L’assurance de l’accès au Ciel [Ho Ascension - Année C]

donnée au couvent d’Avon

Textes liturgiques (année C) : Ac 1, 1-11 ; Ps 46 (47) ; He 9, 24-28 ; 10, 19-23 ; Lc 24, 46-53

Voici que prend fin le temps tout à fait particulier où le Ressuscité s’est manifesté au siens pendant ces 40 jours. Nous l’avons entendu dans la 1re lecture et dans l’évangile, tous deux rédigés par saint Luc : Jésus a définitivement quitté sa vie terrestre pour entrer dans la gloire du Père. Et les disciples vont devoir s’habituer à un autre mode de relation avec Jésus, une nouvelle manière qui sera rendue plus facile par le don du Saint-Esprit lors de la Pentecôte.

Frères et sœurs, si nous voyons bien ce que nous célébrons en ce jour, la montée au Ciel de Jésus, il importe aussi d’en scruter les conséquences pour nous. En effet toute la vie du Christ est un mystère qui nous concerne et nous révèle le sens de notre existence. S’il y a aujourd’hui beaucoup d’adeptes de la méditation sans objet, les chrétiens, eux, sont appelés à méditer les mystères de la vie du Seigneur Jésus. Et en méditant ces mystères, ils entrent dans leur propre mystère et comprennent ainsi le sens de leur vie.
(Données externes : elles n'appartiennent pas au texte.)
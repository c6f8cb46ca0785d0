use std::net::IpAddr;
use std::sync::Arc;

use anyhow::{Context, Result};
use chrono::Utc;
use hickory_resolver::config::ResolverConfig;
use hickory_resolver::name_server::TokioConnectionProvider;
use hickory_resolver::TokioResolver;
use surge_ping::{Client as PingClient, Config as PingConfig, PingIdentifier, PingSequence};
use tokio::time::MissedTickBehavior;
use tracing::{debug, info, warn};

use crate::config::MonitorConfig;
use crate::detector::{DetectorEvent, OutageDetector};
use crate::models::ProbeResult;
use crate::notify::Notifier;

/// Tick loop: probe the gateway and the internet host, feed the pair to
/// the detector, hand any finished outage to the notifier.
pub struct Monitor {
    config: MonitorConfig,
    ping_client: PingClient,
    dns_resolver: TokioResolver,
    detector: OutageDetector,
    notifier: Arc<Notifier>,
}

impl Monitor {
    pub fn new(config: MonitorConfig, notifier: Arc<Notifier>) -> Result<Self> {
        let ping_client =
            PingClient::new(&PingConfig::default()).context("Failed to create ping client")?;

        let dns_resolver = TokioResolver::builder_with_config(
            ResolverConfig::cloudflare(),
            TokioConnectionProvider::default(),
        )
        .build();

        let detector = OutageDetector::new(config.fail_threshold);

        Ok(Self {
            config,
            ping_client,
            dns_resolver,
            detector,
            notifier,
        })
    }

    pub async fn run(mut self) -> Result<()> {
        info!(
            "Watching gateway {} and internet host {} every {}ms (threshold: {} ticks)",
            self.config.gateway_addr,
            self.config.internet_addr,
            self.config.poll_interval.as_millis(),
            self.config.fail_threshold,
        );

        let mut ticker = tokio::time::interval(self.config.poll_interval);
        // A slow tick delays the next one rather than letting ticks pile
        // up and race on detector state.
        ticker.set_missed_tick_behavior(MissedTickBehavior::Delay);

        loop {
            ticker.tick().await;
            self.tick().await;
        }
    }

    async fn tick(&mut self) {
        let (gateway, internet) = futures::join!(
            self.probe(&self.config.gateway_addr),
            self.probe(&self.config.internet_addr),
        );

        debug!(
            "Gateway {}: {} {} | Internet {}: {} {}",
            gateway.host,
            gateway.alive,
            format_latency(&gateway),
            internet.host,
            internet.alive,
            format_latency(&internet),
        );

        match self.detector.observe(gateway.alive, internet.alive, Utc::now()) {
            DetectorEvent::Confirmed { start } => {
                warn!("Outage detected! Internet unreachable since {}", start);
            }
            DetectorEvent::Resolved(interval) => {
                info!(
                    "Outage finished: {} to {} ({:.2} minutes)",
                    interval.start,
                    interval.end,
                    interval.duration_minutes(),
                );
                // Fire and forget: delivery must never hold up the next tick.
                let notifier = Arc::clone(&self.notifier);
                tokio::spawn(async move {
                    notifier.report_outage(interval).await;
                });
            }
            DetectorEvent::Healthy | DetectorEvent::Pending { .. } | DetectorEvent::Ongoing => {}
        }
    }

    /// Single ICMP echo with a bounded timeout. Unreachable, timed-out,
    /// and unresolvable hosts all come back as `alive = false`.
    async fn probe(&self, host: &str) -> ProbeResult {
        let ip = match self.resolve(host).await {
            Ok(ip) => ip,
            Err(e) => {
                debug!("Could not resolve {}: {}", host, e);
                return ProbeResult {
                    host: host.to_string(),
                    alive: false,
                    latency_ms: None,
                };
            }
        };

        let payload = [0u8; 56];
        let mut pinger = self.ping_client.pinger(ip, PingIdentifier(rand::random())).await;
        pinger.timeout(self.config.probe_timeout);

        match pinger.ping(PingSequence(0), &payload).await {
            Ok((_, latency)) => ProbeResult {
                host: host.to_string(),
                alive: true,
                latency_ms: Some(latency.as_secs_f64() * 1000.0),
            },
            Err(_) => ProbeResult {
                host: host.to_string(),
                alive: false,
                latency_ms: None,
            },
        }
    }

    async fn resolve(&self, address: &str) -> Result<IpAddr, String> {
        if let Ok(ip) = address.parse::<IpAddr>() {
            return Ok(ip);
        }
        match self.dns_resolver.lookup_ip(address).await {
            Ok(lookup) => lookup.iter().next().ok_or_else(|| "No IP address found".into()),
            Err(e) => Err(format!("DNS resolution failed: {}", e)),
        }
    }
}

fn format_latency(result: &ProbeResult) -> String {
    result
        .latency_ms
        .map_or("-".to_string(), |l| format!("{:.1}ms", l))
}
use std::fmt::Display;
use std::str::FromStr;
use std::time::Duration;

use anyhow::{anyhow, Result};

/// Runtime configuration, read once from the environment at startup and
/// immutable afterwards. `.env` files are honored via dotenvy before this
/// is built.
#[derive(Debug, Clone)]
pub struct MonitorConfig {
    /// Local gateway to probe. Reachable gateway + unreachable internet
    /// host is what counts as an outage.
    pub gateway_addr: String,
    /// External internet host to probe.
    pub internet_addr: String,
    pub poll_interval: Duration,
    pub probe_timeout: Duration,
    /// Consecutive failing ticks required before an outage is confirmed.
    pub fail_threshold: u32,
    pub location: String,
    pub webhook_url: Option<String>,
    pub calendar_id: String,
    pub credentials_path: String,
    pub tty_mode: bool,
    pub debug_mode: bool,
}

impl MonitorConfig {
    pub fn from_env() -> Result<Self> {
        Ok(Self {
            gateway_addr: env_or("GATEWAY_ADDR", "192.168.1.1"),
            internet_addr: env_or("INTERNET_ADDR", "1.1.1.1"),
            poll_interval: Duration::from_millis(env_parse("PING_INTERVAL_MS", 5000u64)?),
            probe_timeout: Duration::from_millis(env_parse("PROBE_TIMEOUT_MS", 3500u64)?),
            // A threshold of 1 confirms on the first failing tick.
            fail_threshold: env_parse("FAIL_THRESHOLD", 3u32)?.max(1),
            location: env_or("LOCATION", "New Location"),
            webhook_url: std::env::var("DISCORD_WEBHOOK_URL")
                .ok()
                .filter(|url| !url.is_empty()),
            calendar_id: env_or("CALENDAR_ID", "default"),
            credentials_path: env_or("CREDENTIALS_PATH", "google.json"),
            tty_mode: env_flag("TTY_MODE"),
            debug_mode: env_flag("DEBUG_MODE"),
        })
    }
}

fn env_or(key: &str, default: &str) -> String {
    std::env::var(key).unwrap_or_else(|_| default.to_string())
}

fn env_parse<T>(key: &str, default: T) -> Result<T>
where
    T: FromStr,
    T::Err: Display,
{
    match std::env::var(key) {
        Ok(raw) => raw
            .parse()
            .map_err(|e| anyhow!("invalid value {:?} for {}: {}", raw, key, e)),
        Err(_) => Ok(default),
    }
}

fn env_flag(key: &str) -> bool {
    std::env::var(key).map(|v| v == "true").unwrap_or(false)
}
La 2e lecture nous donne une belle approche du mystère de l’Ascension. La lettre aux Hébreux médite sur le sacerdoce de Jésus, comparant le Christ au grand prêtre qui, chaque année, lors de la fête de l’expiation, le Yom Kippour, entrait dans le Temple de Jérusalem au nom du peuple. Il s’approchait de la pièce où lui seul pouvait entrer, et seulement une fois par an, le Saint des Saints. Pour cela, il entrait dans la pièce précédente, appelée le Saint, et franchissait le rideau donnant accès au Saint des Saints. Là il offrait un sacrifice de réparation pour ses péchés et ceux du peuple ; et le peuple juif pouvait ainsi vivre le reste de l’année dans la grâce de ce pardon divin collectif. La lettre aux Hébreux s’appuie sur cette liturgie du Temple pour rendre compte du sacrifice de Jésus et surtout en souligne la différence. Car Jésus n’était pas prêtre selon la Loi et ne faisait pas partie de la tribu de Lévi. Il a exercé son sacerdoce de façon existentielle, dans sa vie. Ainsi la lettre aux Hébreux interprète toute la vie de Jésus comme un acte sacerdotal au service de la rédemption du peuple. Voyons en quoi.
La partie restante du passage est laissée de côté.